- _Work to be completed_
Every line of the entries below from the one containing "for ix in middle" to the one containing "let size = asteroid.radius_render;", both ends included, must be written out exactly. No other line belongs in the answer.

----- Provided records -----

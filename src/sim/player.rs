//! Player versus field interaction
//!
//! The ship is not a rigid body here. Hits are a distance heuristic against
//! the render radius, near misses drive the whoosh cue, and pickups are a
//! simple reach test. Presentation side effects go out as `FieldEvent`s.

use glam::{Mat4, Vec3};
use serde::{Deserialize, Serialize};

use super::camera::CameraState;
use super::events::{EventQueue, FieldEvent};
use super::level::ItemKind;
use super::sector::SectorGrid;
use crate::consts::*;
use crate::error::CollisionFault;

const DEFAULT_LIVES: u32 = 3;
const DEFAULT_SPEED: f32 = 0.5;
const MAX_SPEED_WITHOUT_ITEM: f32 = 0.7;
const MAX_SPEED_WITH_ITEM: f32 = 1.0;

/// Player values touched by the field.
///
/// Exactly one owner mutates it. With a `SimulationWorker` that owner is the
/// worker thread, and the render side only reads published copies.
#[derive(Debug, Clone, PartialEq, Serialize, Deserialize)]
pub struct PlayerState {
    /// Throttle, 0..1 of the full movement speed
    pub speed: f32,
    /// Shield charges, each absorbs one hit
    pub bomb_items: u32,
    pub score: u64,
    pub health: f32,
    pub fuel: f32,
    pub lives: u32,
    /// Remaining speed item time (seconds)
    pub speed_item_timeout: f32,
    pub game_over: bool,
}

impl Default for PlayerState {
    fn default() -> Self {
        Self {
            speed: DEFAULT_SPEED,
            bomb_items: 0,
            score: 0,
            health: 1.0,
            fuel: 1.0,
            lives: DEFAULT_LIVES,
            speed_item_timeout: 0.0,
            game_over: false,
        }
    }
}

impl PlayerState {
    /// Apply a collected item
    pub fn handle_item(&mut self, kind: ItemKind) {
        self.score += ITEM_SCORE;
        match kind {
            ItemKind::Fuel => self.fuel = 1.0,
            ItemKind::Health => self.health = (self.health + 0.5).min(1.0),
            ItemKind::ExtraLife => self.lives += 1,
            ItemKind::Speed => {
                self.speed_item_timeout = SPEED_ITEM_DURATION;
                self.speed = MAX_SPEED_WITH_ITEM;
            }
            ItemKind::Bomb => self.bomb_items = (self.bomb_items + 1).min(MAX_BOMB_ITEMS),
        }
    }

    /// Apply the damage factor of one contact check.
    ///
    /// Returns true when the ship was lost. A ship at full health always
    /// survives its first hit with 10% health left.
    pub fn apply_collision(&mut self, damage: f32) -> bool {
        if self.game_over || damage <= 0.0 {
            return false;
        }
        let old_health = self.health;
        // Side hits still cost at least 10%
        self.health -= 0.1 + damage * 4.25;
        if old_health >= 1.0 && self.health <= 0.0 {
            self.health = 0.1;
        }
        if self.health > 0.0 {
            return false;
        }

        if self.lives > 0 {
            self.lives -= 1;
        } else {
            self.game_over = true;
        }
        self.reset_life_values();
        true
    }

    /// Start a new life: refill, drop active items and charges
    pub fn reset_life_values(&mut self) {
        if self.game_over {
            self.health = 0.0;
            self.speed = 0.0;
        } else {
            self.health = 1.0;
            self.fuel = 1.0;
            self.speed = DEFAULT_SPEED;
        }
        self.speed_item_timeout = 0.0;
        self.bomb_items = 0;
    }

    /// Count down the speed item, capping the speed once it runs out
    pub fn update_timers(&mut self, dt: f32) {
        if self.speed_item_timeout > 0.0 {
            self.speed_item_timeout = (self.speed_item_timeout - dt.max(0.0)).max(0.0);
            if self.speed_item_timeout == 0.0 {
                self.speed = self.speed.min(MAX_SPEED_WITHOUT_ITEM);
            }
        }
    }
}

/// Frame timing for one contact check
#[derive(Debug, Clone, Copy, PartialEq)]
pub struct FrameTiming {
    /// Seconds since the previous frame
    pub elapsed: f32,
    /// Total frames rendered so far
    pub frame: u64,
}

impl FrameTiming {
    fn elapsed_ms(&self) -> u64 {
        (self.elapsed.max(0.0) * 1000.0).round() as u64
    }
}

fn camera_space(view: &Mat4, direction: Vec3) -> Result<Vec3, CollisionFault> {
    let v = view.transform_vector3(direction);
    if v.is_finite() {
        Ok(v)
    } else {
        Err(CollisionFault::NonFinite("camera space"))
    }
}

/// Check the 3x3 sectors around the camera for hits and near misses.
///
/// Returns the worst damage factor of this call (0 when nothing was hit or a
/// shield charge absorbed the hit). Struck asteroids are removed.
///
/// Player, event and grid changes are staged and only committed on `Ok`, so
/// a fault leaves everything as it was.
pub fn player_asteroid_collision(
    grid: &mut SectorGrid,
    camera: &CameraState,
    player: &mut PlayerState,
    timing: FrameTiming,
    events: &mut EventQueue,
) -> Result<f32, CollisionFault> {
    let view = camera.view_matrix()?;
    let forward = camera.forward.normalize();
    let camera_pos = camera.position;
    let max_size = grid.settings().max_asteroid_size;
    let whoosh_band = max_size * 3.5;

    let look_ahead = camera_pos + forward * 10.0;
    let next_look_ahead =
        camera_pos + forward * (10.0 + player.speed * timing.elapsed * MOVEMENT_SPEED_PER_SECOND);

    let mut damage = 0.0f32;
    let mut whoosh_volume = 0.0f32;
    let mut whoosh_pan = 0.0f32;

    let mut staged = player.clone();
    let mut pending = EventQueue::new();
    let mut struck = Vec::new();

    let middle = grid.middle();
    for iz in middle - 1..=middle + 1 {
        for ix in middle - 1..=middle + 1 {
            for (num, asteroid) in grid.sector(ix, iz).asteroids.iter().enumerate() {
                let position = asteroid.position;
                let size = asteroid.radius_render;
                let radius = asteroid.radius_collision;

                let distance = (position - camera_pos).length();
                let hit = distance <= size * PLAYER_HIT_RADIUS;
                if hit {
                    let mut this_damage =
                        0.175 + 0.25 * (1.0 - distance / (radius * 1.025)).max(0.0);
                    // Bigger asteroids hurt more
                    this_damage *= 0.5 + 0.5 * (size / max_size);
                    damage = damage.max(this_damage);

                    pending.push(FieldEvent::SideHit);
                    let rel = camera_space(&view, position - camera_pos)?;
                    pending.push(FieldEvent::HitDirection {
                        angle: rel.x.atan2(rel.y),
                    });
                    pending.push(FieldEvent::Rumble {
                        left: 0.125 + 0.4 * damage,
                        right: 0.25 + 0.45 * damage,
                    });

                    if staged.bomb_items > 0 {
                        staged.bomb_items -= 1;
                        damage = 0.0;
                    }
                }

                let distance_soon = (position - look_ahead).length();
                // Only once the asteroid stops closing in
                if distance_soon < whoosh_band && distance_soon < (position - next_look_ahead).length() {
                    let loudness = (1.25
                        * (1.0 - (distance_soon - radius * 1.5) / (whoosh_band - radius * 1.5)))
                        .min(1.0);
                    if loudness > 0.1 {
                        if loudness > 0.8 {
                            pending.push(FieldEvent::Rumble {
                                left: 0.05,
                                right: 0.15,
                            });
                        }

                        let rel = camera_space(&view, position - look_ahead)?;
                        let pan = (rel.x / max_size * 4.0).clamp(-0.7, 0.7);
                        let volume = 0.5 + 0.5 * loudness;
                        if volume > whoosh_volume {
                            whoosh_volume = volume;
                            whoosh_pan = pan;
                        }

                        if distance <= radius * 2.5 {
                            pending.push(FieldEvent::CameraWobble {
                                factor: 0.33 * (1.0 - distance / (radius * 2.0)),
                            });
                        }

                        // A little score for flying close
                        if timing.frame % 20 == 0 {
                            staged.score += timing.elapsed_ms();
                        }
                    }
                }

                if hit {
                    struck.push((ix, iz, num));
                }
            }
        }
    }

    for &(ix, iz, num) in struck.iter().rev() {
        grid.sector_mut(ix, iz).asteroids.remove(num);
    }
    *player = staged;
    for event in pending.drain() {
        events.push(event);
    }

    // Limit how often the whoosh cue can retrigger
    if whoosh_volume > 0.0 && timing.frame % 5 == 0 {
        events.push(FieldEvent::Whoosh {
            volume: whoosh_volume,
            pan: whoosh_pan,
        });
    }

    Ok(damage)
}

/// Collect every item within reach of the camera.
///
/// Collected items are removed from `items` and applied to `player`.
pub fn collect_items(
    items: &mut [Vec<Vec3>; 5],
    camera_position: Vec3,
    player: &mut PlayerState,
    events: &mut EventQueue,
) -> usize {
    let reach = ITEM_SIZE * ITEM_COLLECT_FACTOR;
    let mut collected = 0;
    for kind in ItemKind::ALL {
        let list = &mut items[kind.index()];
        let before = list.len();
        list.retain(|position| position.distance(camera_position) > reach);
        for _ in list.len()..before {
            player.handle_item(kind);
            events.push(FieldEvent::ItemCollected { kind });
            collected += 1;
        }
    }
    collected
}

-----

- _Task response_
        for ix in middle - 1..=middle + 1 {
            for (num, asteroid) in grid.sector(ix, iz).asteroids.iter().enumerate() {
                let position = asteroid.position;
                let size = asteroid.radius_render;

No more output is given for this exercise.